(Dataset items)
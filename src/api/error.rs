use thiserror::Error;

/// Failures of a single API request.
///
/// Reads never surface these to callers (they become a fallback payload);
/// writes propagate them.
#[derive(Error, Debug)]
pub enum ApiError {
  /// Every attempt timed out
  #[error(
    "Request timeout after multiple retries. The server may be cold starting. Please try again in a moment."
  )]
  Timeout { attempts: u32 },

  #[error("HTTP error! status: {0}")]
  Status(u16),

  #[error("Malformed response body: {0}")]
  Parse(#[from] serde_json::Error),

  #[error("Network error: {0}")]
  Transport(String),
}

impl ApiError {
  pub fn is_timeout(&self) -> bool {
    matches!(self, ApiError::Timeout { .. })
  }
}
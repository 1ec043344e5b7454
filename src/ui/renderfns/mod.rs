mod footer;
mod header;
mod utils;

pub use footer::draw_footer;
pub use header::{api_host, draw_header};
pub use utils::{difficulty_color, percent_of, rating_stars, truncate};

Exercise description: Retype the records in full, keeping every word as it is.

Response to this task:
filename src/api/error.rs
use thiserror::Error;

/// Failures of a single API request.
///
/// Reads never surface these to callers (they become a fallback payload);
/// writes propagate them.
#[derive(Error, Debug)]
pub enum ApiError {
  /// Every attempt timed out
  #[error(
    "Request timeout after multiple retries. The server may be cold starting. Please try again in a moment."
  )]
  Timeout { attempts: u32 },

  #[error("HTTP error! status: {0}")]
  Status(u16),

  #[error("Malformed response body: {0}")]
  Parse(#[from] serde_json::Error),

  #[error("Network error: {0}")]
  Transport(String),
}

impl ApiError {
  pub fn is_timeout(&self) -> bool {
    matches!(self, ApiError::Timeout { .. })
  }
}
repository 1ec043344e5b7454
filename src/ui/renderfns/mod.rs
mod footer;
mod header;
mod utils;

pub use footer::draw_footer;
pub use header::{api_host, draw_header};
pub use utils::{difficulty_color, percent_of, rating_stars, truncate};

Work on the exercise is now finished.